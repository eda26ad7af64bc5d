//! Incremental pipeline: advance stage-by-stage, inspecting each
//! intermediate result before continuing.
//!
//! Unlike [`crate::analyze`] which runs the entire analysis in one call,
//! [`Pipeline`] lets the caller drive execution one step at a time:
//!
//! ```rust
//! # use dermscope_pipeline::{AnalysisConfig, Pipeline, PipelineError};
//! # fn run(png: Vec<u8>) -> Result<(), PipelineError> {
//! let staged = Pipeline::new(png, AnalysisConfig::default())
//!     .decode()?
//!     .suppress_hair()
//!     .segment()
//!     .locate_fiducial()
//!     .refine()
//!     .measure()
//!     .render()
//!     .into_result();
//! # Ok(())
//! # }
//! ```
//!
//! Each stage method consumes `self` and returns the next pipeline state,
//! carrying all previously computed intermediates. Only decoding can
//! fail. The caller can inspect the current stage's output via accessor
//! methods at any point.
//!
//! # Ordering
//!
//! Segmentation reads the hair-free photograph. Coin detection and
//! feature extraction read the original one: inpainting can soften the
//! coin rim and would bias the color statistics. The coin footprint is
//! removed from the candidate mask both before and after cleanup, since
//! the convex hull and final dilation can grow back over it.

use image::{GrayImage, RgbImage};

use crate::cluster::{Segmentation, segment_lesion};
use crate::config::AnalysisConfig;
use crate::diagnostics::StageMetrics;
use crate::features::{AbcdFeatures, extract_features};
use crate::fiducial::locate_fiducial;
use crate::hair::{ArtifactSuppression, suppress_hair};
use crate::mask::{count_foreground, exclude_region};
use crate::overlay::overlay_mask;
use crate::refine::{Refinement, clean_lesion_mask};
use crate::types::{AnalysisResult, Dimensions, PipelineError, ScaleCalibration};

// ───────────────────────── Stage 0: Pending ──────────────────────────

/// Pipeline state before any processing has occurred.
///
/// The source image bytes and config are stored but not yet touched.
/// Call [`decode`](Self::decode) to advance to the next stage.
#[must_use = "pipeline stages are consumed by advancing, call .decode() to continue"]
pub struct Pending {
    config: AnalysisConfig,
    source: Vec<u8>,
}

impl Pending {
    /// The raw source image bytes.
    #[must_use]
    pub fn source(&self) -> &[u8] {
        &self.source
    }

    /// Decode the source image and advance to the [`Decoded`] stage.
    ///
    /// # Errors
    ///
    /// Returns [`PipelineError::EmptyInput`] if the source bytes are
    /// empty. Returns [`PipelineError::ImageDecode`] if the image
    /// format is unrecognized or the data is corrupt.
    pub fn decode(self) -> Result<Decoded, PipelineError> {
        let source_len = self.source.len();
        let original = crate::decode::decode(&self.source)?;
        Ok(Decoded {
            config: self.config,
            original,
            source_len,
        })
    }
}

// ───────────────────────── Stage 1: Decoded ──────────────────────────

/// Pipeline state after decoding the source photograph.
#[must_use = "pipeline stages are consumed by advancing, call .suppress_hair() to continue"]
pub struct Decoded {
    config: AnalysisConfig,
    original: RgbImage,
    source_len: usize,
}

impl Decoded {
    /// The decoded photograph.
    #[must_use]
    pub const fn original(&self) -> &RgbImage {
        &self.original
    }

    /// Detect hair and paint it over.
    pub fn suppress_hair(self) -> HairSuppressed {
        let hair = suppress_hair(&self.original, &self.config.hair);
        HairSuppressed {
            config: self.config,
            original: self.original,
            hair,
        }
    }
}

// ───────────────────────── Stage 2: HairSuppressed ───────────────────

/// Pipeline state after hair suppression.
#[must_use = "pipeline stages are consumed by advancing, call .segment() to continue"]
pub struct HairSuppressed {
    config: AnalysisConfig,
    original: RgbImage,
    hair: ArtifactSuppression,
}

impl HairSuppressed {
    /// The photograph with hair pixels filled in.
    #[must_use]
    pub const fn cleaned(&self) -> &RgbImage {
        &self.hair.cleaned
    }

    /// The dilated hair mask.
    #[must_use]
    pub const fn artifact_mask(&self) -> &GrayImage {
        &self.hair.artifact_mask
    }

    /// Cluster the hair-free photograph and pick the lesion cluster.
    pub fn segment(self) -> Segmented {
        let segmentation = segment_lesion(&self.hair.cleaned, &self.config.segmentation);
        Segmented {
            config: self.config,
            original: self.original,
            hair: self.hair,
            segmentation,
        }
    }
}

// ───────────────────────── Stage 3: Segmented ────────────────────────

/// Pipeline state after color segmentation.
#[must_use = "pipeline stages are consumed by advancing, call .locate_fiducial() to continue"]
pub struct Segmented {
    config: AnalysisConfig,
    original: RgbImage,
    hair: ArtifactSuppression,
    segmentation: Segmentation,
}

impl Segmented {
    /// Cluster statistics and the raw candidate mask.
    #[must_use]
    pub const fn segmentation(&self) -> &Segmentation {
        &self.segmentation
    }

    /// Look for the reference coin and erase its footprint from the
    /// candidate mask.
    pub fn locate_fiducial(self) -> Located {
        let calibration = locate_fiducial(&self.original, &self.config.fiducial);
        let candidate = calibration.as_ref().map_or_else(
            || self.segmentation.mask.clone(),
            |c| exclude_region(&self.segmentation.mask, &c.fiducial_mask),
        );
        let excluded_pixel_count =
            count_foreground(&self.segmentation.mask) - count_foreground(&candidate);
        Located {
            config: self.config,
            original: self.original,
            hair: self.hair,
            segmentation: self.segmentation,
            calibration,
            candidate,
            excluded_pixel_count,
        }
    }
}

// ───────────────────────── Stage 4: Located ──────────────────────────

/// Pipeline state after coin detection.
#[must_use = "pipeline stages are consumed by advancing, call .refine() to continue"]
pub struct Located {
    config: AnalysisConfig,
    original: RgbImage,
    hair: ArtifactSuppression,
    segmentation: Segmentation,
    calibration: Option<ScaleCalibration>,
    candidate: GrayImage,
    excluded_pixel_count: u64,
}

impl Located {
    /// Coin calibration, `None` when no coin was found.
    #[must_use]
    pub const fn calibration(&self) -> Option<&ScaleCalibration> {
        self.calibration.as_ref()
    }

    /// Raw candidate mask with the coin footprint removed.
    #[must_use]
    pub const fn candidate(&self) -> &GrayImage {
        &self.candidate
    }

    /// Clean the candidate mask down to one convex region.
    pub fn refine(self) -> Refined {
        let refinement = clean_lesion_mask(&self.candidate, &self.config.refinement);
        let mask = self.calibration.as_ref().map_or_else(
            || refinement.mask.clone(),
            |c| exclude_region(&refinement.mask, &c.fiducial_mask),
        );
        let area_px = count_foreground(&mask);
        Refined {
            config: self.config,
            original: self.original,
            hair: self.hair,
            segmentation: self.segmentation,
            calibration: self.calibration,
            candidate: self.candidate,
            refinement,
            mask,
            area_px,
        }
    }
}

// ───────────────────────── Stage 5: Refined ──────────────────────────

/// Pipeline state after mask cleanup.
#[must_use = "pipeline stages are consumed by advancing, call .measure() to continue"]
pub struct Refined {
    config: AnalysisConfig,
    original: RgbImage,
    hair: ArtifactSuppression,
    segmentation: Segmentation,
    calibration: Option<ScaleCalibration>,
    candidate: GrayImage,
    refinement: Refinement,
    mask: GrayImage,
    area_px: u64,
}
________________
EXERCISE DETAILS:
Every line above that holds the string "next" should be copied into the answer.

OUTPUT OF THE EXERCISE:
//! Each stage method consumes `self` and returns the next pipeline state,
/// Call [`decode`](Self::decode) to advance to the next stage.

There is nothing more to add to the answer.